Die Schmutzkampagne ist eine Kampagne, die mit unfairen und unlauteren Mitteln geführt wird. Der Ruf eines Individuums oder einer Gruppe wird schlecht gemacht, um deren öffentliches Wirken zu verhindern. Sie bewegt sich vielfach in der Grauzone von Rufmord und Verleumdung.
Ziele
Ziele solcher Kampagnen sind in der Öffentlichkeit bekannte Personen (Regierungsglieder, Politiker, Unternehmensführer) und Organisationen (Politische Parteien, Unternehmen, Konsumentenschutzorganisationen). Seltener Privatpersonen (Pfarrer, Lehrer, Zeugen in Gerichtsfällen), werterhaltende und sich gegen den Zeitgeist und Reformen stellende Gruppierungen (Kirche usw.).
Urheber
Urheber können sowohl Einzelpersonen oder Organisationen und Pressure Groups (Umwelt-, Minderheiten-, Tier-, Konsumentenschutz usw.) sein. Oft entwickelt die Kampagne eine nicht mehr steuerbare Eigendynamik.
Methoden
Die Schmutzkampagne bedient sich den Konzepten der Propaganda, Medientäuschung (media bias), Regenbogenpresse, negativ besetzter Begriffe mit dem Charakter von Pejoration oder Beleidigung. Im Extremfall könne Schmutzkampagnen den Charakter flächendeckender Verfolgung annehmen (Beispiel: Dolchstosslegende).

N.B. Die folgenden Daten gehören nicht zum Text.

use std::env;
use std::path::PathBuf;

use anyhow::{anyhow, Context, Result};
use clap::{ArgAction, Parser, Subcommand};
use tracing::{debug, info};
use tracing_subscriber::EnvFilter;

use boq_core::Quantity;
use boq_index::EnsureOutcome;
use boq_rag::{
    compute_cost, ingest_file, list_cached, prepare_index, query, BoqConfig, CostSummary,
    IngestMode, IngestOptions, MaterialQuery, Services, DEFAULT_CONFIG_FILE,
};

const VERSION: &str = env!("CARGO_PKG_VERSION");

#[derive(Parser, Debug)]
#[command(name = "boq", version = VERSION, about = "Bill-of-quantities ingest, search and pricing")]
struct Cli {
    #[arg(long, global = true)]
    config: Option<PathBuf>,
    #[arg(short, long, global = true, action = ArgAction::SetTrue)]
    verbose: bool,
    /// Print machine-readable JSON instead of text.
    #[arg(long, global = true, action = ArgAction::SetTrue)]
    json: bool,
    #[arg(long = "output-dir", global = true)]
    output_dir: Option<PathBuf>,
    #[arg(long = "prices", global = true)]
    prices: Option<PathBuf>,
    #[command(subcommand)]
    command: Commands,
}

#[derive(Subcommand, Debug)]
enum Commands {
    /// Upload a CSV/XLS/XLSX bill of quantities into the vector index.
    Ingest {
        file: PathBuf,
        /// Embed whole rows instead of extracting materials from "Description".
        #[arg(long = "no-extract", action = ArgAction::SetTrue)]
        no_extract: bool,
        /// Upsert into the existing index instead of recreating it.
        #[arg(long = "keep-index", action = ArgAction::SetTrue)]
        keep_index: bool,
    },
    /// Find the nearest stored items and price them.
    Query {
        text: String,
        #[arg(long = "top-k")]
        top_k: Option<usize>,
    },
    /// Show everything the last ingest upserted.
    List,
    /// Price materials directly, e.g. --item "copper wire=10".
    Cost {
        #[arg(long = "item", required = true)]
        items: Vec<String>,
    },
    /// Create the index if needed and wait until it is ready.
    EnsureIndex {
        #[arg(long, action = ArgAction::SetTrue)]
        recreate: bool,
    },
}

fn main() -> Result<()> {
    let _ = dotenvy::dotenv();
    let cli = Cli::parse();
    init_tracing(cli.verbose || env_flag("BOQ_VERBOSE"));

    let config_path = cli
        .config
        .clone()
        .unwrap_or_else(|| PathBuf::from(DEFAULT_CONFIG_FILE));
    let mut config = BoqConfig::load(&config_path)?;
    if let Some(dir) = cli.output_dir.clone() {
        config.output_dir = dir;
    }
    if let Some(prices) = cli.prices.clone() {
        config.price_file = prices;
    }
    debug!(config = %config_path.display(), index = %config.index_name, "configuration loaded");
    let services = Services::from_config(config)?;
    let result = run(&cli, &services);
    services.shutdown();
    result
}

fn run(cli: &Cli, services: &Services) -> Result<()> {
    match &cli.command {
        Commands::Ingest {
            file,
            no_extract,
            keep_index,
        } => {
            let options = IngestOptions {
                mode: if *no_extract {
                    IngestMode::Concatenate
                } else {
                    IngestMode::Extract
                },
                recreate: !keep_index,
            };
            let report = ingest_file(services, file, options)
                .with_context(|| format!("failed to ingest {}", file.display()))?;
            if cli.json {
                println!("{}", serde_json::to_string_pretty(&report)?);
            } else {
                println!("[BOQ] {}", report.message());
                println!(
                    "[BOQ] Index '{}' {} ({} rows)",
                    services.config.index_name,
                    describe_outcome(report.outcome),
                    report.rows
                );
            }
        }
        Commands::Query { text, top_k } => {
            let top_k = top_k.unwrap_or(services.config.top_k);
            let outcome = query(services, text, top_k)?;
            if cli.json {
                println!("{}", serde_json::to_string_pretty(&outcome)?);
                return Ok(());
            }
            println!("{}", outcome.headline());
            for m in outcome.matches.iter().skip(1) {
                println!("  {} ({}) score {:.3}", m.text, m.id, m.score);
            }
            print_summary(&outcome.cost);
            if let Some(path) = &outcome.summary_path {
                println!("[BOQ] Summary written to {}", path.display());
            }
        }
        Commands::List => {
            let records = list_cached(services);
            if cli.json {
                println!("{}", serde_json::to_string_pretty(&records)?);
                return Ok(());
            }
            if records.is_empty() {
                println!("[BOQ] No cached metadata.");
            }
            for record in &records {
                println!(
                    "{:<40} {:<24} {}",
                    record.text,
                    record.material.as_deref().unwrap_or(""),
                    record
                        .quantity
                        .as_ref()
                        .map(render_quantity)
                        .unwrap_or_default()
                );
            }
        }
        Commands::Cost { items } => {
            let queries = items
                .iter()
                .map(|raw| parse_item(raw))
                .collect::<Result<Vec<_>>>()?;
            let report = compute_cost(services, &queries)?;
            if cli.json {
                println!("{}", serde_json::to_string_pretty(&report)?);
                return Ok(());
            }
            if report.summary.is_empty() {
                println!("[BOQ] No prices available ({}).", services.config.price_file.display());
            }
            print_summary(&report.summary);
            if let Some(path) = &report.path {
                println!("[BOQ] Summary written to {}", path.display());
            }
        }
        Commands::EnsureIndex { recreate } => {
            let outcome = prepare_index(services, *recreate)?;
            info!(index = %services.config.index_name, ?outcome, "index ensured");
            println!(
                "[BOQ] Index '{}' {}",
                services.config.index_name,
                describe_outcome(outcome)
            );
        }
    }
    Ok(())
}

fn init_tracing(verbose: bool) {
    let default = if verbose { "debug" } else { "info" };
    let filter = EnvFilter::try_from_default_env().unwrap_or_else(|_| EnvFilter::new(default));
    let _ = tracing_subscriber::fmt()
        .with_env_filter(filter)
        .with_writer(std::io::stderr)
        .try_init();
}

fn env_flag(key: &str) -> bool {
    env::var(key)
        .map(|value| matches!(value.trim().to_lowercase().as_str(), "1" | "true" | "yes"))
        .unwrap_or(false)
}

/// `material=quantity`; the last `=` splits, so material names may contain one.
fn parse_item(raw: &str) -> Result<MaterialQuery> {
    let (material, quantity) = raw
        .rsplit_once('=')
        .ok_or_else(|| anyhow!("expected MATERIAL=QTY, got '{raw}'"))?;
    let material = material.trim();
    if material.is_empty() {
        return Err(anyhow!("missing material name in '{raw}'"));
    }
    let quantity = match quantity.trim().parse::<f64>() {
        Ok(value) => Quantity::Number(value),
        Err(_) => Quantity::Text(quantity.trim().to_string()),
    };
    Ok(MaterialQuery::new(material, quantity))
}

fn render_quantity(quantity: &Quantity) -> String {
    match quantity {
        Quantity::Number(value) => value.to_string(),
        Quantity::Text(text) => text.clone(),
    }
}

fn describe_outcome(outcome: EnsureOutcome) -> &'static str {
    match outcome {
        EnsureOutcome::Existing => "already existed",
        EnsureOutcome::Created => "created",
        EnsureOutcome::Recreated => "recreated",
    }
}

fn print_summary(summary: &CostSummary) {
    if summary.is_empty() {
        return;
    }
    println!(
        "{:<28} {:>10} {:>12} {:>8} {:>12}",
        "Raw Material", "Quantity", "Unit Price", "Disc %", "Total"
    );
    for line in &summary.lines {
        let marker = if line.matched { "" } else { "  (no price)" };
        println!(
            "{:<28} {:>10} {:>12.2} {:>8} {:>12.2}{marker}",
            line.material, line.quantity, line.unit_price, line.discount_percent, line.total
        );
    }
    println!("{:<28} {:>10} {:>12} {:>8} {:>12.2}", "GRAND TOTAL", "", "", "", summary.grand_total);
}

#[cfg(test)]
mod tests {
    use super::*;

    #[test]
    fn parses_material_quantity_pairs() {
        let item = parse_item(" copper wire = 10 ").unwrap();
        assert_eq!(item.material, "copper wire");
        assert_eq!(item.quantity, Quantity::Number(10.0));

        let item = parse_item("pipe a=b=3").unwrap();
        assert_eq!(item.material, "pipe a=b");

        let item = parse_item("cement=lots").unwrap();
        assert_eq!(item.quantity, Quantity::Text("lots".into()));

        assert!(parse_item("no separator").is_err());
        assert!(parse_item("=4").is_err());
    }

    #[test]
    fn cli_shape_is_valid() {
        use clap::CommandFactory;
        Cli::command().debug_assert();
    }

    #[test]
    fn ingest_flags_parse() {
        let cli = Cli::try_parse_from(["boq", "ingest", "boq.xlsx", "--keep-index", "--no-extract"])
            .unwrap();
        match cli.command {
            Commands::Ingest {
                no_extract,
                keep_index,
                ..
            } => assert!(no_extract && keep_index),
            other => panic!("unexpected command {other:?}"),
        }
    }
}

Die Taktiken unterscheiden sich von einer normalen Diskussion oder Debatte, weil sie sich nicht um die Sache oder die Argumente kümmern, sondern nur die Verunglimpfung ihres Zieles bezwecken, um dessen Glaubwürdigkeit zu untergraben.
Schmutzkampagnen wirken auch als Ablenkungsmanöver, weil sie die Aufmerksamkeit von der Sache auf die Person lenken. Das Ziel einer Schmutzkampagne ist dann gezwungen von seiner Sache abzulassen und ein Rückzugsgefecht zu führen, um seinen Ruf verteidigen zu können.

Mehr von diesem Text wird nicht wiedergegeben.